Thursday, December 20, 2007

Hollywood Hospitals

It's a sad fact that over the past decade, many hospitals in L.A. have closed due to lack of funding, particulary those that offered trauma care. Ambulances must travel farther to transport patients who may have only minutes to live.

At the same time, medical dramas on TV have never been more popular, and even medical oriented comedies have sprung up. The irony is that while the populace finds hospital shows ever more fascinating, they cannot find it within themselves to support the real thing that might save their lives.

The best proof is to look at what has happened to some of those hospitals that have shut their doors to patients. They have reopened them for the filming of TV shows based around the lives and loves of medical personnel and their patients.

There are at least three former hospitals that I know of that offer full-time care to medical shows. A visit to one of these facilities is, to say the least, creepy. Enter the lobby, and you'll find magazines on the tables, a reception area stocked with forms, telephones, computers. The signs will welcome you to the hospital, direct you to various departments, warn that your actions are being monitored on CCTV. The gift shop has stuffed animals, USA Today and the Times, candy bars and get-well cards. Only the fact that there is no staff, no patients, no background noise from conversation, nor wheel chairs and carts squeeking through the halls makes one uneasy.

Pass the big double doors, and there are the nurse's stations and patient rooms. The pharmacy is stocked with (empty) packages of drugs. Emergency rooms, surgeries, even the morgue are all available for film crews. Gurneys and portable X-ray machines sit in the halls. Charts lie on counters, seemingly ready for review.

Flip open one of those charts and you might be surprised to find that they are real. Most date back a quarter-century, but inside there is real information on real people. They are not from the hospital's days as a operational facility; instead they have been purchased from other sources to act as set dressing.
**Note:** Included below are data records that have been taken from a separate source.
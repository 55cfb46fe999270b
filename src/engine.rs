//! # Tracker Engine
//!
//! The ingestion pipeline and everything it owns.
//!
//! ## Architecture
//!
//! The engine is shared as `Arc<TrackerEngine>` between:
//! - the feed loop, which calls [`TrackerEngine::ingest_message`] per payload
//! - the interpolation ticker ([`TrackerEngine::spawn_interpolation_ticker`])
//! - detached lane classification tasks
//! - readers ([`TrackerEngine::get_snapshot`], [`TrackerEngine::subscribe`])
//!
//! Per fix the pipeline runs geofencing, pair classification with hysteresis,
//! the lap state machine, the rolling window and the interpolation update, all
//! under one short table lock. Collaborator writes are queued afterwards and
//! never awaited by ingestion.

use std::sync::atomic::{AtomicU64, Ordering};
use std::sync::Arc;

use chrono::{DateTime, FixedOffset, Utc};
use futures::future::BoxFuture;
use log::{debug, info, warn};
use serde::Serialize;
use tokio::sync::watch;
use tokio::task::JoinHandle;
use tokio::time::MissedTickBehavior;

use crate::collaborators::{
    recorded_lap_count, CollaboratorHandle, Collaborators, LaneClassifier, LaneLabel,
    LapNumberHook, LapStore, NewLap, VehicleRegistry,
};
use crate::config::TrackerConfig;
use crate::error::{OptionExt, Result, TrackerError};
use crate::feed::parse_feed_message;
use crate::geofence::{campus_stops, GeofenceIndex, StopMatch};
use crate::geometry::RouteGeometryStore;
use crate::interpolation::TickOutcome;
use crate::laps::{ActiveLap, LapEvent, LapEventKind, LapTracker, StopVisit, VisitHistory};
use crate::routes::{campus_variants, RouteCatalog};
use crate::state::{VehicleSnapshot, VehicleState, VehicleTable};
use crate::{RouteColor, VehicleFix};

// ============================================================================
// Statistics
// ============================================================================

#[derive(Debug, Default)]
struct Counters {
    messages: AtomicU64,
    malformed_messages: AtomicU64,
    fixes: AtomicU64,
    stop_changes: AtomicU64,
    laps_started: AtomicU64,
    laps_completed: AtomicU64,
    classifications_requested: AtomicU64,
    lane_overrides: AtomicU64,
}

fn bump(counter: &AtomicU64) {
    counter.fetch_add(1, Ordering::Relaxed);
}

/// Engine statistics for monitoring.
#[derive(Debug, Clone, PartialEq, Eq, Serialize)]
pub struct TrackerStats {
    pub vehicle_count: u32,
    pub messages: u64,
    pub malformed_messages: u64,
    pub fixes: u64,
    pub stop_changes: u64,
    pub laps_started: u64,
    pub laps_completed: u64,
    pub classifications_requested: u64,
    pub lane_overrides: u64,
}

/// Side effects of one fix, applied after the table lock is released.
#[derive(Debug, Default)]
struct FixOutcome {
    bus_id: Option<i64>,
    stop_changed: Option<String>,
    color_changed: Option<RouteColor>,
    lap_events: Vec<LapEvent>,
    /// First lap of a vehicle whose numbering was never read from the store
    resolve_lap_numbers: bool,
    classify_window: Option<Vec<VehicleFix>>,
}

// ============================================================================
// Tracker Engine
// ============================================================================

pub struct TrackerEngine {
    config: TrackerConfig,
    display_offset: FixedOffset,
    geofence: GeofenceIndex,
    catalog: RouteCatalog,
    geometry: RouteGeometryStore,
    table: Arc<VehicleTable>,
    lap_store: Arc<dyn LapStore>,
    registry: Arc<dyn VehicleRegistry>,
    classifier: Option<Arc<dyn LaneClassifier>>,
    writes: CollaboratorHandle,
    snapshots: watch::Sender<Vec<VehicleSnapshot>>,
    counters: Counters,
}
There have been medical dramas on television almost from the day television was born. Until recently, all were shot on sound stages, and a few still do, the most notably "ER," filmed on the Warner Bros. lot. But in the economics of the entertainment industry, it's often easier to rent a real location than create one on a stage. Enter the real, live, dead hospital.

Now, I suppose it is the right of whoever owns these abandoned medical centers to use it as they see fit, and it should come as no surprise that Hollywood is eager to take advantage of our region's inability to provide decent health care.

But: has it occurred to anybody that about 12 million people in southern California are sitting on a gridwork of active earthquake faults? That sooner or later, "the big one" is going to hit, and we'll be needing every hosptial bed we can find?

While these old hospitals may look like they could be drafted into service on a moment's notice, it's far from the truth. They're not the least bit sterile, for one thing. The equipment, all neatly displayed for the camera, is inoperative. No oxygen, no medicine, not even running water in the rooms. There's an old joke that goes, "I'm not a doctor; I just play one on TV". As it turns out, these former hospitals just play one on TV, too.

I wish someone would wake up and decide that if we can mothball aircraft carriers for future national need, we can do the same with hospitals we can't fund. We don't know if we'll ever fight a big enough war where we'll need another aircraft carrier, but we do know "the big one" is coming. Invest some of that "homeland security" money on something other than traffic cameras. And maybe, TV can do what it does best, recreating reality, back on sound stages again.